Allergies aside, I can’t understand how any human being could dislike or fear a domestic rat. I can’t bear it when some pampered, half-witted ‘celebrity’ on that jungle-reality wank-fest ‘I’m a Celebrity Get Me Out Of Here’ screams their lungs out because a huddle of sweet, innocent, and harmless little rodents have been released into their Perspex coffin. Why are you screaming, asshole? If anything, it’s the rats who should be upset. ‘I’m not in here with you… you’re in here… WITH ME!’ Honestly, celebrities, do you think the producers would be allowed to subject you to a platoon of disease-ridden creatures that could kill you, however much they might wish to visit that nightmare upon your hideous, botoxed arse of a face?

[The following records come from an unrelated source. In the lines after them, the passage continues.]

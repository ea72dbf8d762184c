//! Shared error types and response structures

use chrono::{DateTime, Utc};
use serde::{Deserialize, Serialize};
use std::collections::HashMap;

/// Standard error response structure used across all API endpoints
#[derive(Debug, Clone, Serialize, Deserialize)]
pub struct ErrorResponse {
    /// Error code for client identification
    pub error: String,

    /// Human-readable error message
    pub message: String,

    /// Additional error details (field errors, etc.)
    #[serde(skip_serializing_if = "Option::is_none")]
    pub details: Option<HashMap<String, serde_json::Value>>,

    /// Timestamp when the error occurred
    pub timestamp: DateTime<Utc>,
}

impl ErrorResponse {
    /// Create a new error response
    pub fn new(error: impl Into<String>, message: impl Into<String>) -> Self {
        Self {
            error: error.into(),
            message: message.into(),
            details: None,
            timestamp: Utc::now(),
        }
    }

    /// Create an error response with details
    pub fn with_details(
        error: impl Into<String>,
        message: impl Into<String>,
        details: HashMap<String, serde_json::Value>,
    ) -> Self {
        Self {
            error: error.into(),
            message: message.into(),
            details: Some(details),
            timestamp: Utc::now(),
        }
    }

    /// Add a detail field to the error response
    pub fn add_detail(mut self, key: impl Into<String>, value: impl Serialize) -> Self {
        let details = self.details.get_or_insert_with(HashMap::new);
        if let Ok(json_value) = serde_json::to_value(value) {
            details.insert(key.into(), json_value);
        }
        self
    }
}

/// Common error codes used across the application
pub mod error_codes {
    pub const NOT_FOUND: &str = "NOT_FOUND";
    pub const CONFLICT: &str = "CONFLICT";
    pub const INTERNAL_ERROR: &str = "INTERNAL_ERROR";
    pub const VALIDATION_ERROR: &str = "VALIDATION_ERROR";
    pub const DATABASE_ERROR: &str = "DATABASE_ERROR";
}
//! Request and response DTOs for the HTTP surface.

pub mod listing;
pub mod pricing;
pub mod property;
pub mod rental;
pub mod user;

pub use listing::ListingQueryParams;
pub use pricing::{PriceEstimateRequest, PriceEstimateResponse};
pub use property::{CreatePropertyRequest, PropertyResponse, UpdateStatusRequest};
pub use rental::{RentalRequestResponse, ReviewRequestRequest, SubmitRequestRequest};
pub use user::{RegisterUserRequest, UpdateRoleRequest, UserResponse};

Domestic rats are as safe as they are adorable. What next?

“No, oh please, God NO, I BEG you! DO NOT release the KITTENS!”

Like cats and dogs, rats have very distinct personalities (for instance, Merlin was argumentative at parties and liked soft jazz, whereas Ben and Jerry were always the life and soul of a party, and favoured industrial garage techno). Rats will give you endless hours of pleasure and amusement as they scurry, waddle, leap and bumble about your house; they’ll happily sit and peek out from your dressing-gown pocket as you’re doing the dishes; and they’ll snuggle up in your lap, or cradle under your chin, as you’re watching a movie. Sweet, cute, cuddly and affectionate.

And then they’ll fucking die. Just like that. They’ve a shorter life-span than a pair of two-pound Tesco trousers. Just as you’ve assimilated them into your life, and grown to adore them, BAM. They’re dead.

Did I mention they’re only six quid, though?